Guest Post: Expanding the CDI focus to the outpatient arena, part 1

CDI Blog - Volume 10, Issue 98

Editor’s note: Crystal Stalter, CPC, CCS-P, CDIP, is the CDI manager for M*Modal in Pittsburgh. She has more than 30 years of experience in healthcare focused on coding, compliance, and physician documentation concerns. Contact her at crystal.stalter@mmodal.com. Opinions expressed are that of the author and do not represent HCPro or ACDIS. This article was previously published in Briefings on APCs and JustCoding. This is the first part of a two-part series. Please return to the blog next week to read the second part!

The focus for CDI specialists has historically been on the inpatient hospital stay. Reviews of the chart for conditions not fully documented and/or evidence of conditions not documented at all, has been standard practice.

However, with so many changes in the industry facing providers in their outpatient practices, the importance of CDI in places of service such as physician offices, ambulatory clinics, and urgent care clinics is even more vital.

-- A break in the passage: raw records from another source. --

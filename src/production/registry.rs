use std::fmt;
use std::str::FromStr;

use tracing::debug;

use super::job_card::JobCard;
use super::stage::{STAGE_SEQUENCE, Stage, UnknownStage};
use crate::erp::{ErpError, ProductionApi};

/// Which job cards the registry shows.
#[derive(Debug, Clone, Copy, Default, PartialEq, Eq)]
pub enum StageFilter {
    #[default]
    All,
    Only(Stage),
}

impl StageFilter {
    /// The server-side filter for the listing call.
    pub fn as_query(&self) -> Option<Stage> {
        match self {
            StageFilter::All => None,
            StageFilter::Only(stage) => Some(*stage),
        }
    }

    pub fn label(&self) -> &'static str {
        match self {
            StageFilter::All => "All stages",
            StageFilter::Only(stage) => stage.label(),
        }
    }
}

impl fmt::Display for StageFilter {
    fn fmt(&self, f: &mut fmt::Formatter<'_>) -> fmt::Result {
        match self {
            StageFilter::All => f.write_str("all"),
            StageFilter::Only(stage) => stage.fmt(f),
        }
    }
}

impl FromStr for StageFilter {
    type Err = UnknownStage;

    fn from_str(s: &str) -> Result<Self, Self::Err> {
        if s.trim().eq_ignore_ascii_case("all") {
            Ok(StageFilter::All)
        } else {
            s.parse().map(StageFilter::Only)
        }
    }
}

/// Identifies one listing request. Results carrying an outdated ticket are
/// dropped instead of overwriting newer state.
#[derive(Debug, Clone, Copy, PartialEq, Eq)]
struct RefreshTicket {
    generation: u64,
    filter: StageFilter,
}

/// Read-through view of the backend's job cards.
///
/// The cached list is replaced only by a successful listing for the
/// current filter. Once detached, the registry ignores every late result.
#[derive(Debug, Default)]
pub struct JobCardRegistry {
    cards: Vec<JobCard>,
    filter: StageFilter,
    generation: u64,
    detached: bool,
}

impl JobCardRegistry {
    pub fn new(filter: StageFilter) -> Self {
        Self {
            filter,
            ..Default::default()
        }
    }

    pub fn cards(&self) -> &[JobCard] {
        &self.cards
    }

    pub fn filter(&self) -> StageFilter {
        self.filter
    }

    /// Starts a listing for the current filter, superseding any earlier one.
    fn begin_refresh(&mut self) -> RefreshTicket {
        self.generation += 1;
        RefreshTicket {
            generation: self.generation,
            filter: self.filter,
        }
    }

    /// Applies a listing result. Returns `Ok(true)` if the cached cards were
    /// replaced, `Ok(false)` if the result was stale and dropped.
    fn complete_refresh(
        &mut self,
        ticket: RefreshTicket,
        result: Result<Vec<JobCard>, ErpError>,
    ) -> Result<bool, ErpError> {
        if self.detached || ticket.generation != self.generation {
            debug!(
                generation = ticket.generation,
                current = self.generation,
                "discarding stale job card listing"
            );
            return Ok(false);
        }
        self.cards = result?;
        Ok(true)
    }

    /// Fetches the listing for the current filter and applies it.
    pub async fn refresh(&mut self, api: &impl ProductionApi) -> Result<&[JobCard], ErpError> {
        let ticket = self.begin_refresh();
        let result = api.list_job_cards(ticket.filter.as_query()).await;
        self.complete_refresh(ticket, result)?;
        Ok(&self.cards)
    }

    /// Switches the filter and re-lists. Selecting the active filter again
    /// does nothing.
    pub async fn set_filter(
        &mut self,
        api: &impl ProductionApi,
        filter: StageFilter,
    ) -> Result<&[JobCard], ErpError> {
        if filter == self.filter && self.generation > 0 {
            return Ok(&self.cards);
        }
        self.filter = filter;
        self.refresh(api).await
    }

    /// Writes a card the backend just confirmed into the cached list.
    ///
    /// A card that no longer matches the active filter leaves the list, as
    /// it would on the next listing. Returns whether the list changed.
    pub fn apply_confirmed(&mut self, card: JobCard) -> bool {
        if self.detached {
            return false;
        }
        let Some(index) = self.cards.iter().position(|c| c.id == card.id) else {
            return false;
        };
        match self.filter.as_query() {
            Some(stage) if stage != card.current_stage => {
                self.cards.remove(index);
            }
            _ => self.cards[index] = card,
        }
        true
    }

    /// Stops accepting results, as when the view closes mid-request.
    pub fn detach(&mut self) {
        self.detached = true;
    }

    /// Cached card counts per stage, in pipeline order.
    pub fn stage_counts(&self) -> Vec<(Stage, usize)> {
        STAGE_SEQUENCE
            .iter()
            .map(|stage| {
                let count = self
                    .cards
                    .iter()
                    .filter(|c| c.current_stage == *stage)
                    .count();
                (*stage, count)
            })
            .collect()
    }
}
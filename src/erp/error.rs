//! Error types for the ERP backend client.
//!
//! [`ErpError`] separates the failures an operator can act on (bad input,
//! unknown job card, missing credentials) from transport and service faults.

use thiserror::Error;

use crate::production::InvalidJobCard;

/// Errors that can occur while talking to the ERP backend.
#[derive(Debug, Error)]
pub enum ErpError {
    /// Transport failure (DNS, refused connection, timeout).
    #[error("network error: {0}")]
    Network(#[from] reqwest::Error),

    /// HTTP 401/403.
    #[error("not authorized: {0}")]
    Unauthorized(String),

    /// HTTP 404 or an unknown job-card number.
    #[error("not found: {0}")]
    NotFound(String),

    /// Request rejected as invalid, locally or by the backend (400/422).
    #[error("validation failed: {0}")]
    Validation(String),

    /// Any other non-success answer, including `success: false` envelopes.
    #[error("service error (status {status}): {message}")]
    Service { status: u16, message: String },

    /// The backend answered 2xx but the body did not match the expected schema.
    #[error("malformed response: {0}")]
    Malformed(String),

    #[error("invalid backend URL {url:?}: {reason}")]
    InvalidBaseUrl { url: String, reason: String },

    /// The credential provider could not produce a token.
    #[error("credentials unavailable: {0}")]
    Credentials(String),
}

impl From<InvalidJobCard> for ErpError {
    fn from(err: InvalidJobCard) -> Self {
        ErpError::Validation(err.to_string())
    }
}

The new Medicare Access and CHIP Reauthorization Act (MACRA) and Merit-based Incentive Payment System/Advanced Alternative Payment Model (MIPS/APM) regulations for physician practices emphasizes payments for quality over quantity. Various healthcare entities shifted their focus to hierarchical condition categories (HCC), with Medicare Advantage plans and other insurers offering risk-adjusted reimbursement for providers caring for patients with long-term chronic conditions. Finally, with the specificity requirements of ICD-10-CM, documentation needs to be even more robust to ensure correct capture of the most appropriate diagnosis code.

Providers are beginning to understand the importance of having a CDI specialist in their practice to ensure the documentation is appropriate to fulfill reporting for all these reasons.

While providers focus on the care of their patients, they also need awareness of what information needs to be in their encounter note to support reportable measure(s). With physicians seeing 50-plus patients a day in a clinic, that might be a lot to expect.

It’s not that providers can’t or don’t do a good job documenting the reason for the encounter, but identifying which additional piece of information may be necessary to capture a quality measure or an HCC is difficult. CDI specialists in that environment can review documentation and query the physician for additional information to support reportable diagnoses and measures.

From an HCC perspective, pre-encounter review of past visits can ensure documentation at the present encounter includes evidence of those chronic conditions for which the patient is continuing to receive care and treatment by that particular provider is recorded. From a quality measure perspective, the CDI specialist can ensure that the reportable measures chosen by that provider and practice are documented accordingly. Proper documentation of any diagnosis to its fullest specificity has direct impact on the choice of ICD-10-CM diagnosis code, most likely preventing denials for medical necessity causing less days in accounts receivable.